The answer must be the full listing, retyped exactly.

-------- Material supplied

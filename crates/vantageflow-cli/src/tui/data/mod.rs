use std::collections::BTreeMap;
use std::path::PathBuf;

use anyhow::Result;
use chrono::{Duration, NaiveDate};
use vantageflow_core::{load_streams, DayBuckets, GridRequest, GridWindow, StreakStats};

/// One row in the Daily tab: the per-day totals of all three streams.
#[derive(Debug, Clone)]
pub struct DailyActivity {
    pub date: NaiveDate,
    pub completed: u32,
    pub due: u32,
    pub overdue: u32,
}

#[derive(Default)]
pub struct DashboardData {
    pub buckets: DayBuckets,
    pub stats: StreakStats,
    pub heatmap: Option<GridWindow>,
    pub daily: Vec<DailyActivity>,
    pub open_due: u64,
    pub open_overdue: u64,
    pub loading: bool,
    pub error: Option<String>,
}

pub struct DataLoader {
    dir: PathBuf,
    today: NaiveDate,
}

impl DataLoader {
    pub fn new(dir: PathBuf, today: NaiveDate) -> Self {
        Self { dir, today }
    }

    pub fn today(&self) -> NaiveDate {
        self.today
    }

    pub fn load(&self) -> Result<DashboardData> {
        if !self.dir.is_dir() {
            anyhow::bail!("'{}' is not a directory", self.dir.display());
        }

        let buckets = DayBuckets::collect(load_streams(&self.dir, self.today));
        let stats = StreakStats::compute(&buckets.activity, self.today);

        // Trailing year, padded to full Sunday-to-Saturday weeks.
        let heatmap = GridWindow::build(
            GridRequest::range(self.today - Duration::days(364), self.today),
            self.today,
            &buckets,
        );

        let daily = build_daily(&buckets);
        let open_due = buckets.due.total();
        let open_overdue = buckets.overdue.total();

        Ok(DashboardData {
            buckets,
            stats,
            heatmap: Some(heatmap),
            daily,
            open_due,
            open_overdue,
            loading: false,
            error: None,
        })
    }
}

fn build_daily(buckets: &DayBuckets) -> Vec<DailyActivity> {
    let mut merged: BTreeMap<NaiveDate, DailyActivity> = BTreeMap::new();

    fn entry(
        merged: &mut BTreeMap<NaiveDate, DailyActivity>,
        date: NaiveDate,
    ) -> &mut DailyActivity {
        merged.entry(date).or_insert(DailyActivity {
            date,
            completed: 0,
            due: 0,
            overdue: 0,
        })
    }

    for (date, day) in buckets.activity.iter() {
        entry(&mut merged, date).completed = day.value;
    }
    for (date, day) in buckets.due.iter() {
        entry(&mut merged, date).due = day.value;
    }
    for (date, day) in buckets.overdue.iter() {
        entry(&mut merged, date).overdue = day.value;
    }

    let mut daily: Vec<DailyActivity> = merged.into_values().collect();
    daily.sort_by(|a, b| b.date.cmp(&a.date));
    daily
}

----------------

## [Output]
filename crates/vantageflow-cli/src/tui/data/mod.rs
use std::collections::BTreeMap;
use std::path::PathBuf;

use anyhow::Result;
use chrono::{Duration, NaiveDate};
use vantageflow_core::{load_streams, DayBuckets, GridRequest, GridWindow, StreakStats};

/// One row in the Daily tab: the per-day totals of all three streams.
#[derive(Debug, Clone)]
pub struct DailyActivity {
    pub date: NaiveDate,
    pub completed: u32,
    pub due: u32,
    pub overdue: u32,
}

#[derive(Default)]
pub struct DashboardData {
    pub buckets: DayBuckets,
    pub stats: StreakStats,
    pub heatmap: Option<GridWindow>,
    pub daily: Vec<DailyActivity>,
    pub open_due: u64,
    pub open_overdue: u64,
    pub loading: bool,
    pub error: Option<String>,
}

pub struct DataLoader {
    dir: PathBuf,
    today: NaiveDate,
}

impl DataLoader {
    pub fn new(dir: PathBuf, today: NaiveDate) -> Self {
        Self { dir, today }
    }

    pub fn today(&self) -> NaiveDate {
        self.today
    }

    pub fn load(&self) -> Result<DashboardData> {
        if !self.dir.is_dir() {
            anyhow::bail!("'{}' is not a directory", self.dir.display());
        }

        let buckets = DayBuckets::collect(load_streams(&self.dir, self.today));
        let stats = StreakStats::compute(&buckets.activity, self.today);

        // Trailing year, padded to full Sunday-to-Saturday weeks.
        let heatmap = GridWindow::build(
            GridRequest::range(self.today - Duration::days(364), self.today),
            self.today,
            &buckets,
        );

        let daily = build_daily(&buckets);
        let open_due = buckets.due.total();
        let open_overdue = buckets.overdue.total();

        Ok(DashboardData {
            buckets,
            stats,
            heatmap: Some(heatmap),
            daily,
            open_due,
            open_overdue,
            loading: false,
            error: None,
        })
    }
}

fn build_daily(buckets: &DayBuckets) -> Vec<DailyActivity> {
    let mut merged: BTreeMap<NaiveDate, DailyActivity> = BTreeMap::new();

    fn entry(
        merged: &mut BTreeMap<NaiveDate, DailyActivity>,
        date: NaiveDate,
    ) -> &mut DailyActivity {
        merged.entry(date).or_insert(DailyActivity {
            date,
            completed: 0,
            due: 0,
            overdue: 0,
        })
    }

    for (date, day) in buckets.activity.iter() {
        entry(&mut merged, date).completed = day.value;
    }
    for (date, day) in buckets.due.iter() {
        entry(&mut merged, date).due = day.value;
    }
    for (date, day) in buckets.overdue.iter() {
        entry(&mut merged, date).overdue = day.value;
    }

    let mut daily: Vec<DailyActivity> = merged.into_values().collect();
    daily.sort_by(|a, b| b.date.cmp(&a.date));
    daily
}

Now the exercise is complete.